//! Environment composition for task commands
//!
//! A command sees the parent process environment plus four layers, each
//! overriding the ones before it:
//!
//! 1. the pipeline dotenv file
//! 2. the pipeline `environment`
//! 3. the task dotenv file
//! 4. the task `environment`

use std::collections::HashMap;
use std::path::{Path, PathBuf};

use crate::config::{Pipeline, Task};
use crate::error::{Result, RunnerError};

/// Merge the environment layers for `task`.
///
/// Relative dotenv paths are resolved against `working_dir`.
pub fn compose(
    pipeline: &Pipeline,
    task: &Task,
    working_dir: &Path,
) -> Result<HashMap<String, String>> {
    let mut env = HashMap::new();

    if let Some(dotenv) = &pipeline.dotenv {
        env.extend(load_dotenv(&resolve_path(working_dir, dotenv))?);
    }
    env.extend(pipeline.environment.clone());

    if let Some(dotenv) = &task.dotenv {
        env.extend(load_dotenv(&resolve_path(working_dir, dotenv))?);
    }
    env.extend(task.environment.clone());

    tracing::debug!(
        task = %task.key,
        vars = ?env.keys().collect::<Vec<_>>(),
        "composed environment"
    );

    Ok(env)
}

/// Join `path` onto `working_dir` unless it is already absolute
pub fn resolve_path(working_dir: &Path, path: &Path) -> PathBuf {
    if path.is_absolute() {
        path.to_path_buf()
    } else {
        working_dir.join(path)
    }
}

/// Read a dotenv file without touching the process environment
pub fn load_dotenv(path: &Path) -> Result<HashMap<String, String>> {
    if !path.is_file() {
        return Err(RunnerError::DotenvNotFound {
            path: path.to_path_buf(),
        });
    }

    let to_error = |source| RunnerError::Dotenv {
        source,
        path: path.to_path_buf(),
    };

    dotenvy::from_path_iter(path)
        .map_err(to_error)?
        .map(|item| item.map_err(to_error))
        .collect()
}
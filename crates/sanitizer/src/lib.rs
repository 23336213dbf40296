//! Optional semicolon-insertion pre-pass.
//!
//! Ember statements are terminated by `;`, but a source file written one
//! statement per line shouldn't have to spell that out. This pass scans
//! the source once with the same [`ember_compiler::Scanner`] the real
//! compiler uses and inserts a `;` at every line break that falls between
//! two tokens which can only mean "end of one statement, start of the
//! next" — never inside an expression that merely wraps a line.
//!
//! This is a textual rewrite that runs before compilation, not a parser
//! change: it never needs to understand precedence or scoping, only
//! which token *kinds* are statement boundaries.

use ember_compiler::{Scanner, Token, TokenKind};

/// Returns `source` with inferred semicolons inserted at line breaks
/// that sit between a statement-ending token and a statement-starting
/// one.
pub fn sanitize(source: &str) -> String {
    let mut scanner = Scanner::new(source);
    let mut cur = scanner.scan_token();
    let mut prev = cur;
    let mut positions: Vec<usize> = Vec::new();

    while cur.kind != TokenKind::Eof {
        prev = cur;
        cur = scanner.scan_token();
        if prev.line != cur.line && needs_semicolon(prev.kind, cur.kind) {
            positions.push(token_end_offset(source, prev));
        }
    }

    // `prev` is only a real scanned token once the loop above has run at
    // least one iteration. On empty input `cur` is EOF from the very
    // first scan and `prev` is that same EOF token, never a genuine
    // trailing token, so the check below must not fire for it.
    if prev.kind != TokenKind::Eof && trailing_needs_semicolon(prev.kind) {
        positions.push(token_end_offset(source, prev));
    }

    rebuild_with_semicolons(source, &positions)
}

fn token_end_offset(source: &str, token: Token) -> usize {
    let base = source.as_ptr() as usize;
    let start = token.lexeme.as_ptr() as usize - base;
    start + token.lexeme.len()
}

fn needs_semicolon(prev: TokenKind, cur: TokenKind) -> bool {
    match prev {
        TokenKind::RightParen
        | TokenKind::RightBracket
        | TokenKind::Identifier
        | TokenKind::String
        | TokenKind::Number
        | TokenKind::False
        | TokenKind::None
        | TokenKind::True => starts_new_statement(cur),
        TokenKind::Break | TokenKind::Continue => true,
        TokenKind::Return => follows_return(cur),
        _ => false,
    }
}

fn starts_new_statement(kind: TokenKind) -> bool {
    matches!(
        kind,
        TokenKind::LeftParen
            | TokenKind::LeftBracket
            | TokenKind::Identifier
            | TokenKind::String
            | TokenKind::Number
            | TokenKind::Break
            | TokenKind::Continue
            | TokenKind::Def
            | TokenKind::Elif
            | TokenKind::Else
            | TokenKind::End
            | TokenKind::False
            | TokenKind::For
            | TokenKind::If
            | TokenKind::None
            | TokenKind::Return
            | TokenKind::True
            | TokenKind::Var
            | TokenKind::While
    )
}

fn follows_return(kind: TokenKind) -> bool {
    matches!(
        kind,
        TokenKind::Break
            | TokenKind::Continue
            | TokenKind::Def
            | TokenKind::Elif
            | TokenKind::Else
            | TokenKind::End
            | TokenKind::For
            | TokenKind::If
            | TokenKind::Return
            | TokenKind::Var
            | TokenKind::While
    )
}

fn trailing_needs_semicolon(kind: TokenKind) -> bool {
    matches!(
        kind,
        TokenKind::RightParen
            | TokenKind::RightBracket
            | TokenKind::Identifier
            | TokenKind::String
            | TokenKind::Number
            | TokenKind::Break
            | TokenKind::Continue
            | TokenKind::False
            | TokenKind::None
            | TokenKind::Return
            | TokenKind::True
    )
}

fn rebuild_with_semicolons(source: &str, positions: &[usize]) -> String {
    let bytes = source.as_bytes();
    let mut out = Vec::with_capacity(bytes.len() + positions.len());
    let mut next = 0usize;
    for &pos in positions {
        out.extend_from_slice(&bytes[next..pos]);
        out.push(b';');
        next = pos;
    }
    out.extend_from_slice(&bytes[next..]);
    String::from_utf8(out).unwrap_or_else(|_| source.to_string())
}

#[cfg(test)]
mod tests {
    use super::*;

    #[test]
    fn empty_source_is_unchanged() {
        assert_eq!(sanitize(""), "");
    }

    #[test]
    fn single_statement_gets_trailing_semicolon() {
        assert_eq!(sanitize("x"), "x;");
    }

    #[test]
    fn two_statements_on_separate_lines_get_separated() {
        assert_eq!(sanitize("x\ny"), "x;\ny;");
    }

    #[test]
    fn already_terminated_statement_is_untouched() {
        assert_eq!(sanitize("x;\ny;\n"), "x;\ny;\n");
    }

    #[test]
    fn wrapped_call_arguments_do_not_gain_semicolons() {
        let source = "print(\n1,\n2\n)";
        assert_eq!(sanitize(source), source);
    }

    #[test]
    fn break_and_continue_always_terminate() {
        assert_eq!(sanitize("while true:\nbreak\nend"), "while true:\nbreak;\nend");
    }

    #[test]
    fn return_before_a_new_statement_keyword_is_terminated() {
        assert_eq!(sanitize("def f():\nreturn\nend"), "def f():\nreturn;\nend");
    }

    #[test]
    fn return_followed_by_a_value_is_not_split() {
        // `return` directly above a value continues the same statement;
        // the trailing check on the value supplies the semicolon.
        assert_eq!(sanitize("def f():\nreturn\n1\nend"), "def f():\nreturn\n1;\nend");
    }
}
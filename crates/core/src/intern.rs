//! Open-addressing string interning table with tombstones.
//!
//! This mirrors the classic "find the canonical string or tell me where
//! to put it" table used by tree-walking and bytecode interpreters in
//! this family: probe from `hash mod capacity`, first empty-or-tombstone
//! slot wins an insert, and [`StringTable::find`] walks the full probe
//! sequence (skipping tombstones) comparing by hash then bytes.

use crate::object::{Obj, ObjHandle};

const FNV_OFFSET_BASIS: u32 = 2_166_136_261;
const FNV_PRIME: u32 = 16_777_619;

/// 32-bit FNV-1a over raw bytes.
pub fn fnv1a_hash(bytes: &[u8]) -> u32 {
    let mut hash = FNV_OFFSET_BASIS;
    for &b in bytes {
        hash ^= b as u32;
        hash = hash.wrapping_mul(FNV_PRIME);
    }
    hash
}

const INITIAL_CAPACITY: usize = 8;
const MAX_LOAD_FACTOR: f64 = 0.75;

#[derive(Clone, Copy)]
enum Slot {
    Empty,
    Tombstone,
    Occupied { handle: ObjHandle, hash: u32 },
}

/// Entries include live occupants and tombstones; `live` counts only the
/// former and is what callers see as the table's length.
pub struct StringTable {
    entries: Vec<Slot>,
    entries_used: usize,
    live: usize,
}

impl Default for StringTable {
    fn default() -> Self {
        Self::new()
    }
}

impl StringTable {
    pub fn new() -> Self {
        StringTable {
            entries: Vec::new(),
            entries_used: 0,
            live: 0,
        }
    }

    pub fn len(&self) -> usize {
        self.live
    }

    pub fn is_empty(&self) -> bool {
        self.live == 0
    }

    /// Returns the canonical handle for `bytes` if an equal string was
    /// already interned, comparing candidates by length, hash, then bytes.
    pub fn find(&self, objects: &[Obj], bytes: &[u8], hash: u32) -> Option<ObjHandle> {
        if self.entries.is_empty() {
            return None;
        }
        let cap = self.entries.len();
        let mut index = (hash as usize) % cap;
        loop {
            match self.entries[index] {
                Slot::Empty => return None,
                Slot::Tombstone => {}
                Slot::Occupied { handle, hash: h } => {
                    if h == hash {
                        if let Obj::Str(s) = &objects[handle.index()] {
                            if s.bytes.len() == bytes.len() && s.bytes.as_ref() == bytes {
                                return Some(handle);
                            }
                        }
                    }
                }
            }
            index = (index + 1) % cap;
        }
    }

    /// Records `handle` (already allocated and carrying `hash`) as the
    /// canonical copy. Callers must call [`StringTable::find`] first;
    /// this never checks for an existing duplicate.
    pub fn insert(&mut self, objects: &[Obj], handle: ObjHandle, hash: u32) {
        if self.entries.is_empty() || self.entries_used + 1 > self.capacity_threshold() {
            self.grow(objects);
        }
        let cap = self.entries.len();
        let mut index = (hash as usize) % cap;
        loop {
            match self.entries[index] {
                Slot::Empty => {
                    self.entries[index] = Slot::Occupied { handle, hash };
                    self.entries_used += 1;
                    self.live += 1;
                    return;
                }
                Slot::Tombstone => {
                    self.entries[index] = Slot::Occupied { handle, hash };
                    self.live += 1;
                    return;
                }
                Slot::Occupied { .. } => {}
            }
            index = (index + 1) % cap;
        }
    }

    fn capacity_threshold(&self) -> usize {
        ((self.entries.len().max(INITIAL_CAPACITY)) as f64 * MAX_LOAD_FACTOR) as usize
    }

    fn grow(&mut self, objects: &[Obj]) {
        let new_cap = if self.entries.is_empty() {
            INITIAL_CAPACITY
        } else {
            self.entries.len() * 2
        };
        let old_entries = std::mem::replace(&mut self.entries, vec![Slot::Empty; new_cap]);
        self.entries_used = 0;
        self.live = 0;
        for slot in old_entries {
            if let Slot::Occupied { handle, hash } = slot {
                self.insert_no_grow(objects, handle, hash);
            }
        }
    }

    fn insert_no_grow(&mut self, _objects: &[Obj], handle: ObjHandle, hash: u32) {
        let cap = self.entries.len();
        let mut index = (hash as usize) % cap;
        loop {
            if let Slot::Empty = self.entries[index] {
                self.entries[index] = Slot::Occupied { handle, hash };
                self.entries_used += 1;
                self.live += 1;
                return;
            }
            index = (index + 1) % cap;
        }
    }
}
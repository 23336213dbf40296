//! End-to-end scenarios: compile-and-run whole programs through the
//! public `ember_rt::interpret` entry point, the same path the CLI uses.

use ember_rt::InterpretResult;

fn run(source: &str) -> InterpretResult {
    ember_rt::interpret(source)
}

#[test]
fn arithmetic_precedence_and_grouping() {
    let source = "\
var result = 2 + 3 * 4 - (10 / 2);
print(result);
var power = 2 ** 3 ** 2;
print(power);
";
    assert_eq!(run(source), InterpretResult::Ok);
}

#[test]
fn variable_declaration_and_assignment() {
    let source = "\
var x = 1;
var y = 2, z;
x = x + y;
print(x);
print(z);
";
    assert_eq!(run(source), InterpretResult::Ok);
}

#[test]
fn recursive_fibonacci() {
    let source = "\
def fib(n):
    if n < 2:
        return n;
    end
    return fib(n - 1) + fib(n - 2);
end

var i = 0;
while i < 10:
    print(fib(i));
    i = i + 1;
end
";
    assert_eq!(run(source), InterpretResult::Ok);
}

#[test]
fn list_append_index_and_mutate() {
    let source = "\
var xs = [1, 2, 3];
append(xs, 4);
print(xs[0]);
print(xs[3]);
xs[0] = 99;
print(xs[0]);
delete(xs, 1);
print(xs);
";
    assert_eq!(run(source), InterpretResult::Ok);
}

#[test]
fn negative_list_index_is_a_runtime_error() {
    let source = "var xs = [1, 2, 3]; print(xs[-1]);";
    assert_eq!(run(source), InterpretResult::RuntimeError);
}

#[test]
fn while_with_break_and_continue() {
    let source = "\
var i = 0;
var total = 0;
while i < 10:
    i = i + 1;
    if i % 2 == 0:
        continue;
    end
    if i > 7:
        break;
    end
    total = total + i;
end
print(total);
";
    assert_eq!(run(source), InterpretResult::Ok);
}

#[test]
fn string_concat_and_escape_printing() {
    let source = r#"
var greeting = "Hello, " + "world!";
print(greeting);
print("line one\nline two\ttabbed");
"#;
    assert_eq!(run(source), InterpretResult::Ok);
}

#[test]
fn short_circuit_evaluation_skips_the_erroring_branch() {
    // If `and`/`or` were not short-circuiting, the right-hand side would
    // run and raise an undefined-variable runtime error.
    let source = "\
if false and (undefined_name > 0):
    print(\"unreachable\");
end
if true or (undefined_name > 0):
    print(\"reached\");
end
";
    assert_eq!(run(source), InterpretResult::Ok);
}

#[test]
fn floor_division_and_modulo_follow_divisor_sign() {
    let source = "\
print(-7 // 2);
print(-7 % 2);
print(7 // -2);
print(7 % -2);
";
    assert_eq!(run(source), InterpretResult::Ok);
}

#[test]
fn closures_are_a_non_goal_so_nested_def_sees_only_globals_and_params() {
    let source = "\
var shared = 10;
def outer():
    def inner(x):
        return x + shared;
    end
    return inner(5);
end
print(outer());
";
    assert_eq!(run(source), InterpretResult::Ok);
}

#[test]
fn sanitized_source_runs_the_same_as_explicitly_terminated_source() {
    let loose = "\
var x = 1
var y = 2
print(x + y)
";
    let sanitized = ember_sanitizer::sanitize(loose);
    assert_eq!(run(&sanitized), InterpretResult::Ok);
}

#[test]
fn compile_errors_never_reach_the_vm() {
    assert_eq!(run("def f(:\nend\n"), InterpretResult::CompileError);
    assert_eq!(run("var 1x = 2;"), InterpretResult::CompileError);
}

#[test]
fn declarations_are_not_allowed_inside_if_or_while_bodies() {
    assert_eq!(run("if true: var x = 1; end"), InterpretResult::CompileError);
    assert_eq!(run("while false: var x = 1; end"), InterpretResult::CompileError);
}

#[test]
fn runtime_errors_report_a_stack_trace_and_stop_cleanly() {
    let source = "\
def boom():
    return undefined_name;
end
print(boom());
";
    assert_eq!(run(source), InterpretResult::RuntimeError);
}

——

#### WORK ORDER
Write down again, exactly as given, only the lines above that fall from the line with "filename crates/sanitizer/src/lib.rs" to the line with "let mut cur = scanner.scan_token();", inclusive.

#### RESPONSE BOX
filename crates/sanitizer/src/lib.rs
repository 23336213dbf40296
//! Optional semicolon-insertion pre-pass.
//!
//! Ember statements are terminated by `;`, but a source file written one
//! statement per line shouldn't have to spell that out. This pass scans
//! the source once with the same [`ember_compiler::Scanner`] the real
//! compiler uses and inserts a `;` at every line break that falls between
//! two tokens which can only mean "end of one statement, start of the
//! next" — never inside an expression that merely wraps a line.
//!
//! This is a textual rewrite that runs before compilation, not a parser
//! change: it never needs to understand precedence or scoping, only
//! which token *kinds* are statement boundaries.

use ember_compiler::{Scanner, Token, TokenKind};

/// Returns `source` with inferred semicolons inserted at line breaks
/// that sit between a statement-ending token and a statement-starting
/// one.
pub fn sanitize(source: &str) -> String {
    let mut scanner = Scanner::new(source);
    let mut cur = scanner.scan_token();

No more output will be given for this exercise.